十五
八月上旬。梅雨の時期はあっという間に過ぎ、蒸し暑い季節が本格化してきた。
誠一郎は以前の生活を取り戻し、いつも通り診察も行っていた。
とある昼、ジメジメした医局内で一人、誠一郎は長袖の白衣やワイシャツの袖をまくり、ネクタイを緩め、内輪をあおぎながら昼食を食べていた。
窓の外からひっきりなしに聞こえてくるミーンッ、ミーンッ! という蝉の鳴き声に、嫌というほど今が夏だということを痛感させられた。
他の医師はいうまでもなく、窪はまだ外来から戻ってきていないようだ。
外来や待ち合いの一階は患者がいるので、冷房は効いているのだが、病院職員しかいない二階は省エネのため、窓や出入口を全開にし、半袖のワイシャツや白衣を着込む医師もいた。
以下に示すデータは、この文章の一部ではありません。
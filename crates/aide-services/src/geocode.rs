//! City name to coordinates lookup.

use aide_core::{AssistantError, Coordinates, Result};
use async_trait::async_trait;
use serde::Deserialize;
use tracing::debug;

use crate::http::service_error;

const SERVICE: &str = "geocoder";

/// Resolves free-text place names.
#[async_trait]
pub trait Geocoder: Send + Sync {
    /// First match for `city`, or `None` when nothing matches.
    async fn resolve(&self, city: &str) -> Result<Option<Coordinates>>;
}

/// Geocoder backed by the Nominatim search API.
#[derive(Clone)]
pub struct NominatimGeocoder {
    base_url: String,
    http_client: reqwest::Client,
}

/// Nominatim returns coordinates as decimal strings.
#[derive(Debug, Deserialize)]
struct Place {
    lat: String,
    lon: String,
}

impl NominatimGeocoder {
    pub fn new(base_url: &str, http_client: reqwest::Client) -> Self {
        Self {
            base_url: crate::http::base_url(base_url),
            http_client,
        }
    }
}

#[async_trait]
impl Geocoder for NominatimGeocoder {
    async fn resolve(&self, city: &str) -> Result<Option<Coordinates>> {
        let url = format!("{}/search", self.base_url);

        let places: Vec<Place> = self
            .http_client
            .get(&url)
            .query(&[("q", city), ("format", "json"), ("limit", "1")])
            .send()
            .await
            .map_err(|e| service_error(SERVICE, e))?
            .error_for_status()
            .map_err(|e| service_error(SERVICE, e))?
            .json()
            .await
            .map_err(|e| service_error(SERVICE, e))?;

        let Some(place) = places.into_iter().next() else {
            debug!("No geocoding match for '{}'", city);
            return Ok(None);
        };

        let parse = |value: &str| {
            value.trim().parse::<f64>().map_err(|_| {
                AssistantError::unavailable(SERVICE, format!("bad coordinate '{}'", value))
            })
        };

        Ok(Some(Coordinates {
            lat: parse(&place.lat)?,
            lon: parse(&place.lon)?,
        }))
    }
}
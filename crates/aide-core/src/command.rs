//! Command types produced by the parser.
//!
//! A Command is the structured form of one recognized utterance.

use std::fmt;

use serde::{Deserialize, Serialize};

/// Structured form of a recognized utterance.
#[derive(Debug, Clone, PartialEq, Eq, Serialize, Deserialize)]
#[serde(tag = "type", rename_all = "snake_case")]
pub enum Command {
    /// Current temperature lookup for a city.
    WeatherQuery { city: String },

    /// Spoken summary of the top feed headlines.
    NewsBriefing { limit: usize },

    /// Schedule a reminder `minutes` from now.
    ReminderRequest { minutes: u32, task: String },

    /// The utterance asked for a reminder but lacked a usable time or task.
    ReminderParseFailed {
        raw: String,
        reason: ReminderParseError,
    },

    /// No known keyword matched.
    Unrecognized { raw: String },
}

/// Why a reminder utterance could not be turned into a request.
#[derive(Debug, Clone, Copy, PartialEq, Eq, Serialize, Deserialize)]
#[serde(rename_all = "snake_case")]
pub enum ReminderParseError {
    /// No whitespace-separated token made only of digits.
    MissingMinutes,
    /// The digit token does not fit, or is zero.
    InvalidMinutes,
    /// Nothing left after the last "to".
    EmptyTask,
}

impl fmt::Display for ReminderParseError {
    fn fmt(&self, f: &mut fmt::Formatter<'_>) -> fmt::Result {
        match self {
            ReminderParseError::MissingMinutes => write!(f, "no number of minutes found"),
            ReminderParseError::InvalidMinutes => write!(f, "number of minutes out of range"),
            ReminderParseError::EmptyTask => write!(f, "no task found"),
        }
    }
}

/// The classified purpose of an utterance.
#[derive(Debug, Clone, Copy, PartialEq, Eq, Serialize, Deserialize)]
#[serde(rename_all = "snake_case")]
pub enum Intent {
    Weather,
    News,
    Reminder,
    Unrecognized,
}

impl Command {
    /// The intent this command was classified as.
    pub fn intent(&self) -> Intent {
        match self {
            Command::WeatherQuery { .. } => Intent::Weather,
            Command::NewsBriefing { .. } => Intent::News,
            Command::ReminderRequest { .. } | Command::ReminderParseFailed { .. } => {
                Intent::Reminder
            }
            Command::Unrecognized { .. } => Intent::Unrecognized,
        }
    }

    /// Returns true if executing this command changes session state.
    pub fn is_mutating(&self) -> bool {
        matches!(self, Command::ReminderRequest { .. })
    }
}

impl fmt::Display for Intent {
    fn fmt(&self, f: &mut fmt::Formatter<'_>) -> fmt::Result {
        let name = match self {
            Intent::Weather => "weather",
            Intent::News => "news",
            Intent::Reminder => "reminder",
            Intent::Unrecognized => "unrecognized",
        };
        f.write_str(name)
    }
}
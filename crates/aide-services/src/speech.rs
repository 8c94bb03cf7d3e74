//! Text-to-speech output.

use std::process::Stdio;

use aide_core::{AssistantError, Result};
use async_trait::async_trait;
use tokio::process::Command;
use tracing::{debug, info};

const SERVICE: &str = "speech synthesis";

/// Best-effort speech output. Callers treat every error as "text only".
#[async_trait]
pub trait SpeechSynthesizer: Send + Sync {
    async fn speak(&self, text: &str) -> Result<()>;
}

/// Speaker that only writes the utterance to the log.
#[derive(Debug, Clone, Default)]
pub struct LogSpeaker;

#[async_trait]
impl SpeechSynthesizer for LogSpeaker {
    async fn speak(&self, text: &str) -> Result<()> {
        info!("🔊 {}", text);
        Ok(())
    }
}

/// Speaker that runs an external TTS program (e.g. `espeak -v en`) with the
/// text appended as the last argument.
#[derive(Debug, Clone)]
pub struct CommandSpeaker {
    program: String,
    args: Vec<String>,
}

impl CommandSpeaker {
    pub fn new(program: impl Into<String>, args: Vec<String>) -> Self {
        Self {
            program: program.into(),
            args,
        }
    }

    /// Split a whitespace-separated command line into program and arguments.
    pub fn from_command_line(command_line: &str) -> Result<Self> {
        let mut parts = command_line.split_whitespace().map(str::to_string);
        let program = parts.next().ok_or_else(|| {
            AssistantError::InvalidConfig("speech command cannot be empty".to_string())
        })?;

        Ok(Self::new(program, parts.collect()))
    }
}

#[async_trait]
impl SpeechSynthesizer for CommandSpeaker {
    async fn speak(&self, text: &str) -> Result<()> {
        debug!("Running {} for {} bytes of speech", self.program, text.len());

        // Dropping the future (e.g. on timeout) kills the child.
        let output = Command::new(&self.program)
            .args(&self.args)
            .arg(text)
            .stdin(Stdio::null())
            .stdout(Stdio::null())
            .stderr(Stdio::piped())
            .kill_on_drop(true)
            .output()
            .await
            .map_err(|e| AssistantError::unavailable(SERVICE, format!("{}: {}", self.program, e)))?;

        if !output.status.success() {
            let stderr = String::from_utf8_lossy(&output.stderr);
            return Err(AssistantError::unavailable(
                SERVICE,
                format!("{} exited with {}: {}", self.program, output.status, stderr.trim()),
            ));
        }

        Ok(())
    }
}

#[cfg(test)]
mod tests {
    use super::*;

    #[test]
    fn test_from_command_line() {
        let speaker = CommandSpeaker::from_command_line("espeak -v en").unwrap();
        assert_eq!(speaker.program, "espeak");
        assert_eq!(speaker.args, vec!["-v", "en"]);
    }

    #[test]
    fn test_from_empty_command_line() {
        assert!(CommandSpeaker::from_command_line("   ").is_err());
    }

    #[tokio::test]
    async fn test_log_speaker() {
        assert!(LogSpeaker.speak("hello").await.is_ok());
    }

    #[tokio::test]
    async fn test_command_speaker_success() {
        let speaker = CommandSpeaker::new("true", vec![]);
        assert!(speaker.speak("hello").await.is_ok());
    }

    #[tokio::test]
    async fn test_command_speaker_failure() {
        let speaker = CommandSpeaker::new("false", vec![]);
        let result = speaker.speak("hello").await;
        assert!(matches!(result, Err(AssistantError::ServiceUnavailable { .. })));
    }

    #[tokio::test]
    async fn test_command_speaker_missing_program() {
        let speaker = CommandSpeaker::new("aide-no-such-tts-program", vec![]);
        assert!(speaker.speak("hello").await.is_err());
    }
}
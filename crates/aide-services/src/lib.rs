//! # Aide Services
//!
//! Request/response contracts for the assistant's external collaborators,
//! with their production implementations.

pub mod capture;
pub mod feed;
pub mod geocode;
pub mod http;
pub mod speech;
pub mod weather;

#[cfg(test)]
mod testing;

pub use capture::{ScriptedSource, StdinSource, UtteranceSource};
pub use feed::{parse_feed, FeedSource, RssFeed};
pub use geocode::{Geocoder, NominatimGeocoder};
pub use speech::{CommandSpeaker, LogSpeaker, SpeechSynthesizer};
pub use weather::{OpenMeteoClient, WeatherService};

/// Prelude module for common imports.
pub mod prelude {
    pub use crate::capture::UtteranceSource;
    pub use crate::feed::FeedSource;
    pub use crate::geocode::Geocoder;
    pub use crate::speech::SpeechSynthesizer;
    pub use crate::weather::WeatherService;
    pub use aide_core::prelude::*;
}
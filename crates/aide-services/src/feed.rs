//! News feed fetching and parsing.
//!
//! Handles RSS 2.0 (`<item>`) and Atom (`<entry>`) documents. Entries are
//! returned in document order; truncation is up to the caller.

use aide_core::{AssistantError, NewsItem, Result};
use async_trait::async_trait;
use quick_xml::events::{BytesStart, Event};
use quick_xml::Reader;
use tracing::debug;

use crate::http::service_error;

const SERVICE: &str = "news feed";

/// Source of news entries.
#[async_trait]
pub trait FeedSource: Send + Sync {
    /// Entries of the feed at `url`, in feed order.
    async fn fetch(&self, url: &str) -> Result<Vec<NewsItem>>;
}

/// Feed source that downloads RSS or Atom documents over HTTP.
#[derive(Clone)]
pub struct RssFeed {
    http_client: reqwest::Client,
}

impl RssFeed {
    pub fn new(http_client: reqwest::Client) -> Self {
        Self { http_client }
    }
}

#[async_trait]
impl FeedSource for RssFeed {
    async fn fetch(&self, url: &str) -> Result<Vec<NewsItem>> {
        let body = self
            .http_client
            .get(url)
            .send()
            .await
            .map_err(|e| service_error(SERVICE, e))?
            .error_for_status()
            .map_err(|e| service_error(SERVICE, e))?
            .text()
            .await
            .map_err(|e| service_error(SERVICE, e))?;

        let items = parse_feed(&body)?;
        debug!("Fetched {} entries from {}", items.len(), url);

        Ok(items)
    }
}

#[derive(Debug, Clone, Copy)]
enum Field {
    Title,
    Link,
}

#[derive(Debug, Default)]
struct PartialItem {
    title: String,
    link: String,
}

impl PartialItem {
    fn push(&mut self, field: Field, text: &str) {
        match field {
            Field::Title => self.title.push_str(text),
            Field::Link => self.link.push_str(text),
        }
    }

    fn finish(self) -> Option<NewsItem> {
        let title = self.title.trim();
        if title.is_empty() {
            return None;
        }
        Some(NewsItem::new(title, self.link.trim()))
    }
}

/// Parse an RSS or Atom document. Entries without a title are skipped.
pub fn parse_feed(xml: &str) -> Result<Vec<NewsItem>> {
    let mut reader = Reader::from_str(xml);
    reader.config_mut().trim_text(true);

    let mut items = Vec::new();
    let mut current: Option<PartialItem> = None;
    let mut field: Option<Field> = None;
    // Element depth below the open item; 1 means a direct child.
    let mut depth = 0usize;

    loop {
        let event = reader
            .read_event()
            .map_err(|e| AssistantError::unavailable(SERVICE, format!("malformed feed: {}", e)))?;

        match event {
            Event::Start(e) => match current.as_mut() {
                None => {
                    if is_entry(&e) {
                        current = Some(PartialItem::default());
                        depth = 0;
                    }
                }
                Some(item) => {
                    depth += 1;
                    if depth == 1 {
                        match e.name().as_ref() {
                            b"title" => field = Some(Field::Title),
                            b"link" => match atom_href(&e)? {
                                Some(href) => set_link(item, href),
                                None => field = Some(Field::Link),
                            },
                            _ => {}
                        }
                    }
                }
            },
            Event::Empty(e) => {
                if depth == 0 && e.name().as_ref() == b"link" {
                    if let (Some(item), Some(href)) = (current.as_mut(), atom_href(&e)?) {
                        set_link(item, href);
                    }
                }
            }
            Event::Text(text) => {
                if let (Some(item), Some(field)) = (current.as_mut(), field) {
                    let decoded = text
                        .unescape()
                        .map(|s| s.into_owned())
                        .unwrap_or_else(|_| String::from_utf8_lossy(&text).into_owned());
                    item.push(field, &decoded);
                }
            }
            Event::CData(data) => {
                if let (Some(item), Some(field)) = (current.as_mut(), field) {
                    item.push(field, &String::from_utf8_lossy(&data.into_inner()));
                }
            }
            Event::End(_) if current.is_some() => {
                if depth == 0 {
                    if let Some(item) = current.take().and_then(PartialItem::finish) {
                        items.push(item);
                    }
                } else {
                    depth -= 1;
                    if depth == 0 {
                        field = None;
                    }
                }
            }
            Event::Eof => break,
            _ => {}
        }
    }

    Ok(items)
}

fn is_entry(e: &BytesStart<'_>) -> bool {
    matches!(e.local_name().as_ref(), b"item" | b"entry")
}

fn set_link(item: &mut PartialItem, href: String) {
    if item.link.is_empty() {
        item.link = href;
    }
}

/// The `href` of an Atom link, ignoring non-alternate relations.
fn atom_href(e: &BytesStart<'_>) -> Result<Option<String>> {
    let malformed = |err: quick_xml::Error| {
        AssistantError::unavailable(SERVICE, format!("malformed link: {}", err))
    };

    if let Some(rel) = e.try_get_attribute("rel").map_err(|err| malformed(err.into()))? {
        if rel.unescape_value().map_err(|err| malformed(err.into()))? != "alternate" {
            return Ok(None);
        }
    }

    match e.try_get_attribute("href").map_err(|err| malformed(err.into()))? {
        Some(href) => Ok(Some(href.unescape_value().map_err(|err| malformed(err.into()))?.into_owned())),
        None => Ok(None),
    }
}
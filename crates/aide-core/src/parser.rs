//! Keyword-based command parser.
//!
//! Classification is ordered and first match wins: `weather`, then `news`,
//! then `remind`. Parsing is total; anything else is [`Command::Unrecognized`].

use crate::command::{Command, ReminderParseError};
use crate::config::{DEFAULT_BRIEFING_LIMIT, DEFAULT_CITY};

const WEATHER_KEYWORD: &str = "weather";
const WEATHER_CITY_MARKER: &str = "weather in";
const NEWS_KEYWORD: &str = "news";
const REMINDER_KEYWORD: &str = "remind";
const TASK_MARKER: &str = "to";

/// Turns lowercase utterances into commands.
#[derive(Debug, Clone)]
pub struct CommandParser {
    default_city: String,
    briefing_limit: usize,
}

impl Default for CommandParser {
    fn default() -> Self {
        Self::new(DEFAULT_CITY, DEFAULT_BRIEFING_LIMIT)
    }
}

impl CommandParser {
    /// Create a parser with the given fallbacks.
    pub fn new(default_city: impl Into<String>, briefing_limit: usize) -> Self {
        Self {
            default_city: default_city.into(),
            briefing_limit,
        }
    }

    /// Parse an already-lowercased utterance.
    pub fn parse(&self, utterance: &str) -> Command {
        let query = utterance.trim();

        if query.contains(WEATHER_KEYWORD) {
            return Command::WeatherQuery {
                city: self.extract_city(query),
            };
        }

        if query.contains(NEWS_KEYWORD) {
            return Command::NewsBriefing {
                limit: self.briefing_limit,
            };
        }

        if query.contains(REMINDER_KEYWORD) {
            return match extract_reminder(query) {
                Ok((minutes, task)) => Command::ReminderRequest { minutes, task },
                Err(reason) => Command::ReminderParseFailed {
                    raw: utterance.to_string(),
                    reason,
                },
            };
        }

        Command::Unrecognized {
            raw: utterance.to_string(),
        }
    }

    fn extract_city(&self, query: &str) -> String {
        if !query.contains(WEATHER_CITY_MARKER) {
            return self.default_city.clone();
        }

        // An empty remainder stays empty and is left to the geocoder.
        query
            .rsplit(WEATHER_CITY_MARKER)
            .next()
            .unwrap_or_default()
            .trim()
            .to_string()
    }
}

/// Parse with the session defaults.
pub fn parse(utterance: &str) -> Command {
    CommandParser::default().parse(utterance)
}

/// Minutes are the leftmost all-digit token; the task is whatever follows
/// the last "to" (a plain substring split, so "tomatoes" leaves "es").
fn extract_reminder(query: &str) -> Result<(u32, String), ReminderParseError> {
    let token = query
        .split_whitespace()
        .find(|token| token.chars().all(|c| c.is_ascii_digit()))
        .ok_or(ReminderParseError::MissingMinutes)?;

    let minutes: u32 = token
        .parse()
        .map_err(|_| ReminderParseError::InvalidMinutes)?;
    if minutes == 0 {
        return Err(ReminderParseError::InvalidMinutes);
    }

    let task = query
        .rsplit(TASK_MARKER)
        .next()
        .unwrap_or_default()
        .trim();
    if task.is_empty() {
        return Err(ReminderParseError::EmptyTask);
    }

    Ok((minutes, task.to_string()))
}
因みに誠一郎はどんなに暑くても長袖派だった。
こんな暑い日はどうしても、あの、横浜中華街での“迷子事件”が思い出される。
誠一郎は苦笑した。
……たしかあの時も八月だったか?
ふと、窓の外を見ると、眩しく晴れ渡った空が見えた。遠くに入道雲が見える。
もしかしたら、ミナ子がまた医局の窓に現れるのでは? そんな思いが一瞬、誠一郎の頭をよぎったかと思うとゆっくりと首を振った。
……こんな陽射しの良い日に、ミナ子が外に出れるわけないか。
誠一郎は深いため息をついた。
誠一郎の中でミナ子との数ヶ月間の出来事や思いではもう遠い記憶となってしまっていた。
思い出されるのはミナ子が静かに涙を流す姿や、錦野邸での事件の狂気じみた姿。そして、子供の頃の遠くほろ苦い記憶の中の女の子――。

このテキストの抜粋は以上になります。